Peter Adamson offered several more possible lines of criticism. He pointed out that Avicenna adopts a piecemeal approach to prove the necessary existent, and then derives God's traditional attributes from it one at a time. This makes each of the arguments subject to separate assessments. Some might accept the proof for the necessary existent while rejecting the other arguments; such a critic could still reject the existence of God. Another type of criticism might attack the proof of the necessary existent itself. Such a critic might reject Avicenna's conception of contingency, a starting point in the original proof, by saying that the universe could just happen to exist without being necessary or contingent on an external cause.

== Classification ==
German philosopher Immanuel Kant (1724–1804) divided arguments for the existence of God into three groups: ontological, cosmological, or teleological.
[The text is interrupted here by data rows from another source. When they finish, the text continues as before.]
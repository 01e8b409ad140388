// This file is part of the terraform-provider-cloudbolt project
//
// Copyright (C) ANEO, 2024-2024. All rights reserved.
//
// Licensed under the Apache License, Version 2.0 (the "License")
// you may not use this file except in compliance with the License.
// You may obtain a copy of the License at
//
//     http://www.apache.org/licenses/LICENSE-2.0
//
// Unless required by applicable law or agreed to in writing, software
// distributed under the License is distributed on an "AS IS" BASIS,
// WITHOUT WARRANTIES OR CONDITIONS OF ANY KIND, either express or implied.
// See the License for the specific language governing permissions and
// limitations under the License.

//! Mock CloudBolt API for the tests

use std::time::Duration;

use serde_json::Value as JsonValue;
use wiremock::matchers::{method, path};
use wiremock::{Mock, MockServer, ResponseTemplate};

use crate::poll::WaitConfig;

use super::{ClientConfig, CloudBoltClient};

pub fn config(server: &MockServer) -> ClientConfig {
    ClientConfig {
        protocol: "http".into(),
        host: server.address().ip().to_string(),
        port: server.address().port().to_string(),
        username: "admin".into(),
        password: "secret".into(),
        ..Default::default()
    }
}

pub fn client(server: &MockServer) -> CloudBoltClient {
    CloudBoltClient::new(&config(server)).unwrap()
}

/// Poll fast enough to go through several states within a test
pub fn fast_polling() -> WaitConfig {
    WaitConfig {
        delay: Duration::from_millis(10),
        timeout: Duration::from_secs(5),
        ..Default::default()
    }
}

/// Answer every `verb` request on `route` with `body`, exactly `times` times
pub async fn serve_json(server: &MockServer, verb: &str, route: &str, body: JsonValue, times: u64) {
    Mock::given(method(verb))
        .and(path(route))
        .respond_with(ResponseTemplate::new(200).set_body_json(body))
        .expect(times)
        .mount(server)
        .await;
}

/// Answer the first `verb` request on `route` with `body`, leaving the next ones to other mocks
pub async fn serve_json_once(server: &MockServer, verb: &str, route: &str, body: JsonValue) {
    Mock::given(method(verb))
        .and(path(route))
        .respond_with(ResponseTemplate::new(200).set_body_json(body))
        .up_to_n_times(1)
        .expect(1)
        .mount(server)
        .await;
}
// This file is part of the terraform-provider-cloudbolt project
//
// Copyright (C) ANEO, 2024-2024. All rights reserved.
//
// Licensed under the Apache License, Version 2.0 (the "License")
// you may not use this file except in compliance with the License.
// You may obtain a copy of the License at
//
//     http://www.apache.org/licenses/LICENSE-2.0
//
// Unless required by applicable law or agreed to in writing, software
// distributed under the License is distributed on an "AS IS" BASIS,
// WITHOUT WARRANTIES OR CONDITIONS OF ANY KIND, either express or implied.
// See the License for the specific language governing permissions and
// limitations under the License.

use std::fmt::Display;

/// Failure report of a remote operation
///
/// A headline followed by titled sections of bulleted lines:
///
/// ```text
/// Order ORD-12 failed.
///
/// Errors:
///   • disk allocation failed
/// ```
///
/// Blank lines are dropped, and sections without any line are omitted.
#[derive(Debug, Clone, Default)]
pub struct Report {
    text: String,
}

impl Report {
    pub fn new(headline: impl Display) -> Self {
        Self {
            text: headline.to_string(),
        }
    }

    /// Append a section listing `lines`
    pub fn lines<I, S>(mut self, title: &str, lines: I) -> Self
    where
        I: IntoIterator<Item = S>,
        S: AsRef<str>,
    {
        let mut section = String::new();
        for line in lines {
            let line = line.as_ref().trim_end();
            if !line.trim().is_empty() {
                section.push_str("\n  • ");
                section.push_str(line);
            }
        }
        if !section.is_empty() {
            self.text.push_str("\n\n");
            self.text.push_str(title);
            self.text.push(':');
            self.text.push_str(&section);
        }
        self
    }

    /// Append a section listing the lines of a multi-line `text`
    pub fn text(self, title: &str, text: &str) -> Self {
        self.lines(title, text.lines())
    }

    pub fn finish(self) -> String {
        self.text.trim_end().to_owned()
    }
}

#[cfg(test)]
mod tests {
    use super::*;

    #[test]
    fn sections_are_bulleted() {
        let report = Report::new("Job JOB-7 failed to reach target state.")
            .text("Errors", "quota exceeded\nrollback done\n")
            .lines("Outputs", ["provisioning vm-1"])
            .finish();
        assert_eq!(
            report,
            "Job JOB-7 failed to reach target state.\n\n\
             Errors:\n  • quota exceeded\n  • rollback done\n\n\
             Outputs:\n  • provisioning vm-1"
        );
    }

    #[test]
    fn empty_sections_are_omitted() {
        let report = Report::new("Order ORD-3 failed.")
            .lines("Outputs", Vec::<String>::new())
            .text("Errors", "\n  \n")
            .finish();
        assert_eq!(report, "Order ORD-3 failed.");
    }
}
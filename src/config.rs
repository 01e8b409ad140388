// This file is part of the terraform-provider-cloudbolt project
//
// Copyright (C) ANEO, 2024-2024. All rights reserved.
//
// Licensed under the Apache License, Version 2.0 (the "License")
// you may not use this file except in compliance with the License.
// You may obtain a copy of the License at
//
//     http://www.apache.org/licenses/LICENSE-2.0
//
// Unless required by applicable law or agreed to in writing, software
// distributed under the License is distributed on an "AS IS" BASIS,
// WITHOUT WARRANTIES OR CONDITIONS OF ANY KIND, either express or implied.
// See the License for the specific language governing permissions and
// limitations under the License.

use std::time::Duration;

use serde::{Deserialize, Serialize};

use tf_provider::{map, AttributePath, Diagnostics};
use tf_provider::schema::{
    Attribute, AttributeConstraint, AttributeType, Block, Description, Schema,
};
use tf_provider::value::{ValueBool, ValueNumber, ValueString};

use crate::client::ClientConfig;
use crate::utils::WithSchema;

pub const USERNAME_ENV: &str = "CB_USERNAME";
pub const PASSWORD_ENV: &str = "CB_PASSWORD";
pub const DOMAIN_ENV: &str = "CB_DOMAIN";

/// Content of the `provider "cloudbolt"` block
#[derive(Debug, Clone, Serialize, Deserialize, Default)]
pub struct ProviderConfig<'a> {
    #[serde(borrow = "'a")]
    pub cb_protocol: ValueString<'a>,
    pub cb_host: ValueString<'a>,
    pub cb_port: ValueString<'a>,
    pub cb_timeout: ValueNumber,
    pub cb_insecure: ValueBool,
    pub cb_username: ValueString<'a>,
    pub cb_password: ValueString<'a>,
    pub cb_domain: ValueString<'a>,
}

impl<'a> WithSchema for ProviderConfig<'a> {
    fn schema() -> Schema {
        Schema {
            version: 1,
            block: Block {
                version: 1,
                attributes: map! {
                    "cb_protocol" => Attribute {
                        attr_type: AttributeType::String,
                        description: Description::plain("CloudBolt API Protocol, Default (https)"),
                        constraint: AttributeConstraint::Optional,
                        ..Default::default()
                    },
                    "cb_host" => Attribute {
                        attr_type: AttributeType::String,
                        description: Description::plain("CloudBolt API Host"),
                        constraint: AttributeConstraint::Required,
                        ..Default::default()
                    },
                    "cb_port" => Attribute {
                        attr_type: AttributeType::String,
                        description: Description::plain("CloudBolt API Port, Default (443)"),
                        constraint: AttributeConstraint::Optional,
                        ..Default::default()
                    },
                    "cb_timeout" => Attribute {
                        attr_type: AttributeType::Number,
                        description: Description::plain("Timeout in seconds, Default (10)"),
                        constraint: AttributeConstraint::Optional,
                        ..Default::default()
                    },
                    "cb_insecure" => Attribute {
                        attr_type: AttributeType::Bool,
                        description: Description::plain("Disable SSL Verification, Default (true)"),
                        constraint: AttributeConstraint::Optional,
                        ..Default::default()
                    },
                    "cb_username" => Attribute {
                        attr_type: AttributeType::String,
                        description: Description::plain(
                            "CloudBolt API Username, required if not provided in environment variable CB_USERNAME",
                        ),
                        constraint: AttributeConstraint::Optional,
                        ..Default::default()
                    },
                    "cb_password" => Attribute {
                        attr_type: AttributeType::String,
                        description: Description::plain(
                            "CloudBolt API Password, required if not provided in environment variable CB_PASSWORD",
                        ),
                        constraint: AttributeConstraint::Optional,
                        sensitive: true,
                        ..Default::default()
                    },
                    "cb_domain" => Attribute {
                        attr_type: AttributeType::String,
                        description: Description::plain(
                            "CloudBolt API Domain, can also be set using environment variable CB_DOMAIN",
                        ),
                        constraint: AttributeConstraint::Optional,
                        ..Default::default()
                    },
                },
                description: Description::plain("CloudBolt and OneFuse provider"),
                ..Default::default()
            },
        }
    }
}

impl<'a> ProviderConfig<'a> {
    /// Check the values known at validation time
    ///
    /// Unknown values are accepted: they are checked again when the provider is configured.
    pub fn validate(&self, diags: &mut Diagnostics) {
        if let Some(protocol) = self.cb_protocol.as_deref_option() {
            if protocol != "http" && protocol != "https" {
                diags.error(
                    "Invalid protocol",
                    format!("\"cb_protocol\" must be either \"https\" or \"http\", got {protocol:?}"),
                    AttributePath::new("cb_protocol"),
                );
            }
        }
        if self.cb_host.as_deref_option() == Some("") {
            diags.error_short(
                "\"cb_host\" is required and must not be empty",
                AttributePath::new("cb_host"),
            );
        }
        if let Some(timeout) = self.cb_timeout.as_ref_option() {
            if *timeout <= 0 {
                diags.error_short(
                    "\"cb_timeout\" must be a positive number of seconds",
                    AttributePath::new("cb_timeout"),
                );
            }
        }
        for (name, value) in [
            ("cb_username", &self.cb_username),
            ("cb_password", &self.cb_password),
        ] {
            if value.as_deref_option() == Some("") {
                diags.error_short(
                    format!("\"{name}\" is required and must not be empty"),
                    AttributePath::new(name),
                );
            }
        }
    }

    /// Resolve the connection settings, falling back to `env` for the credentials
    pub fn client_config(
        &self,
        diags: &mut Diagnostics,
        env: impl Fn(&str) -> Option<String>,
    ) -> Option<ClientConfig> {
        self.validate(diags);

        let defaults = ClientConfig::default();
        let resolve = |value: &ValueString<'a>, var: &str| {
            value
                .as_deref_option()
                .map(str::to_owned)
                .or_else(|| env(var))
                .unwrap_or_default()
        };

        let config = ClientConfig {
            protocol: self
                .cb_protocol
                .as_deref_option()
                .map_or(defaults.protocol, str::to_owned),
            host: self.cb_host.as_str().to_owned(),
            port: self
                .cb_port
                .as_deref_option()
                .map_or(defaults.port, str::to_owned),
            username: resolve(&self.cb_username, USERNAME_ENV),
            password: resolve(&self.cb_password, PASSWORD_ENV),
            domain: resolve(&self.cb_domain, DOMAIN_ENV),
            timeout: self
                .cb_timeout
                .as_ref_option()
                .map_or(defaults.timeout, |secs| {
                    Duration::from_secs((*secs).max(0) as u64)
                }),
            insecure: self.cb_insecure.unwrap_or(defaults.insecure),
        };

        if config.host.is_empty() {
            diags.error_short("\"cb_host\" must be known", AttributePath::new("cb_host"));
        }
        if config.username.is_empty() {
            diags.error_short(
                format!("\"cb_username\" must be set or {USERNAME_ENV} environment variable must be set"),
                AttributePath::new("cb_username"),
            );
        }
        if config.password.is_empty() {
            diags.error_short(
                format!("\"cb_password\" must be set or {PASSWORD_ENV} environment variable must be set"),
                AttributePath::new("cb_password"),
            );
        }

        if diags.errors.is_empty() {
            Some(config)
        } else {
            None
        }
    }
}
Scholars disagree on whether Avicenna's "Proof of the Truthful" is ontological, that is, derived through sheer conceptual analysis, or cosmological, that is, derived by invoking empirical premises (e.g. "a contingent thing exists"). Scholars Herbert A. Davidson, Lenn E. Goodman, Michael E. Marmura, M. Saeed Sheikh, and Soheil Afnan argued that it was cosmological. Davidson said that Avicenna did not regard "the analysis of the concept necessary existent by virtue of itself as sufficient to establish the actual existence of anything in the external world" and that he had offered a new form of cosmological argument. Others, including Parviz Morewedge, Gary Legenhausen, Abdel Rahman Badawi, Miguel Cruz Hernández, and M. M. Sharif, argued that Avicenna's argument was ontological. Morewedge referred to the argument as "Ibn Sina's ontological argument for the existence of God", and said that it was purely based on his analytic specification of this concept [the Necessary Existent]." Steve A. Johnson and Toby Mayer said the argument was a hybrid of the two.